== WHAT NEEDS TO BE DONE ==
Range to reproduce from the entries below: the line with "pub fn mode(&self)", the line with "normalized input without", and every line in between. Give them exactly and give nothing else.

== Collected data entries ==
== Segment start ==

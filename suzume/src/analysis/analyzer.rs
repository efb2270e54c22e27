/*
 * Copyright (c) 2024 Libraz Team
 *
 * Licensed under the Apache License, Version 2.0 (the "License");
 * you may not use this file except in compliance with the License.
 * You may obtain a copy of the License at
 *
 *     http://www.apache.org/licenses/LICENSE-2.0
 *
 * Unless required by applicable law or agreed to in writing, software
 * distributed under the License is distributed on an "AS IS" BASIS,
 * WITHOUT WARRANTIES OR CONDITIONS OF ANY KIND, either express or implied.
 * See the License for the specific language governing permissions and
 * limitations under the License.
 */

//! Top-level analyzer: normalize → pretokenize → per-segment lattice +
//! Viterbi → morpheme list. Locked segments bypass the lattice.

use std::sync::Arc;

use super::lattice::EdgeSource;
use super::morpheme::{Morpheme, MorphemeFeatures};
use super::scorer::{Scorer, ScorerOptions};
use super::tokenizer::Tokenizer;
use super::unknown::{UnknownOptions, UnknownWordGenerator};
use super::Mode;
use crate::chars::is_symbol;
use crate::dic::binary::BinaryDictionary;
use crate::dic::user_dict::UserDictionary;
use crate::dic::DictionaryManager;
use crate::grammar::inflection::Inflection;
use crate::grammar::ConjForm;
use crate::normalize::{NormalizeOptions, Normalizer};
use crate::pos::{ConjugationType, PartOfSpeech};
use crate::pretok::PreTokenizer;

/// Analyzer configuration
#[derive(Clone, Copy, Debug, Default)]
pub struct AnalyzerOptions {
    pub mode: Mode,
    pub normalize: NormalizeOptions,
    pub unknown: UnknownOptions,
    pub scorer: ScorerOptions,
}

/// Morphological analyzer. Read-only during `analyze`; dictionary mutation
/// must happen between calls.
pub struct Analyzer {
    options: AnalyzerOptions,
    normalizer: Normalizer,
    pretokenizer: PreTokenizer,
    dict_manager: DictionaryManager,
    scorer: Scorer,
    inflection: Inflection,
    unknown: UnknownWordGenerator,
}

impl Default for Analyzer {
    fn default() -> Self {
        Analyzer::new(AnalyzerOptions::default())
    }
}

impl Analyzer {
    pub fn new(options: AnalyzerOptions) -> Analyzer {
        Analyzer {
            normalizer: Normalizer::new(options.normalize),
            pretokenizer: PreTokenizer::new(),
            dict_manager: DictionaryManager::new(),
            scorer: Scorer::new(options.scorer),
            inflection: Inflection::new(),
            unknown: UnknownWordGenerator::new(options.unknown),
            options,
        }
    }

    pub fn mode(&self) -> Mode {
        self.options.mode
    }

    pub fn set_mode(&mut self, mode: Mode) {
        self.options.mode = mode;
    }

    pub fn dictionary_manager(&self) -> &DictionaryManager {
        &self.dict_manager
    }

    pub fn set_core_dictionary(&mut self, dict: Arc<BinaryDictionary>) {
        self.dict_manager.set_core_dictionary(dict);
    }

    pub fn add_user_dictionary(&mut self, dict: Arc<UserDictionary>) {
        self.dict_manager.add_user_dictionary(dict);
    }

    /// Analyze text into morphemes covering the normalized input without
    /// gaps. Infallible: unknown-word fallback guarantees a segmentation.
    pub fn analyze(&self, text: &str) -> Vec<Morpheme> {
        let normalized = self.normalizer.normalize(text);
        let mut morphemes = Vec::with_capacity(normalized.chars().count() / 2 + 1);

        for segment in self.pretokenizer.pretokenize(&normalized) {
            if segment.locked {
                morphemes.push(locked_morpheme(segment.text, segment.char_start));
            } else {
                self.analyze_segment(segment.text, segment.char_start, &mut morphemes);
            }
        }
        morphemes
    }

    fn analyze_segment(&self, text: &str, char_offset: usize, out: &mut Vec<Morpheme>) {
        let tokenizer = Tokenizer::new(&self.dict_manager, self.inflection, self.unknown);
        let mut lattice = tokenizer.build_lattice(text);
        let path = lattice.run_viterbi(&self.scorer, self.options.mode);

        for id in path {
            let edge = lattice.edge(id);
            out.push(Morpheme {
                surface: edge.surface.clone(),
                lemma: edge.lemma.clone(),
                reading: edge.reading.clone(),
                pos: edge.pos,
                conj_type: edge.conj_type,
                conj_form: edge.conj_form,
                start: char_offset + edge.start,
                end: char_offset + edge.end,
                features: MorphemeFeatures {
                    is_dictionary: matches!(
                        edge.source,
                        EdgeSource::Dictionary | EdgeSource::Hardcoded
                    ),
                    is_user_dict: edge.source == EdgeSource::UserDictionary,
                    is_formal_noun: edge.flags.contains(crate::dic::EntryFlags::FORMAL_NOUN),
                    is_low_info: edge.flags.contains(crate::dic::EntryFlags::LOW_INFO),
                    score: edge.best_score,
                },
            });
        }
    }
}

/// A locked span surfaces verbatim: Symbol when any scalar is
/// symbol-class, Noun otherwise
fn locked_morpheme(text: &str, char_start: usize) -> Morpheme {
    let char_len = text.chars().count();
    let pos = if text.chars().any(is_symbol) {
        PartOfSpeech::Symbol
    } else {
        PartOfSpeech::Noun
    };
    Morpheme {
        surface: text.to_string(),
        lemma: text.to_string(),
        reading: String::new(),
        pos,
        conj_type: ConjugationType::None,
        conj_form: ConjForm::Base,
        start: char_start,
        end: char_start + char_len,
        features: MorphemeFeatures::default(),
    }
}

== Segment end ==

== SOLVED EXERCISE ==
    pub fn mode(&self) -> Mode {
        self.options.mode
    }

    pub fn set_mode(&mut self, mode: Mode) {
        self.options.mode = mode;
    }

    pub fn dictionary_manager(&self) -> &DictionaryManager {
        &self.dict_manager
    }

    pub fn set_core_dictionary(&mut self, dict: Arc<BinaryDictionary>) {
        self.dict_manager.set_core_dictionary(dict);
    }

    pub fn add_user_dictionary(&mut self, dict: Arc<UserDictionary>) {
        self.dict_manager.add_user_dictionary(dict);
    }

    /// Analyze text into morphemes covering the normalized input without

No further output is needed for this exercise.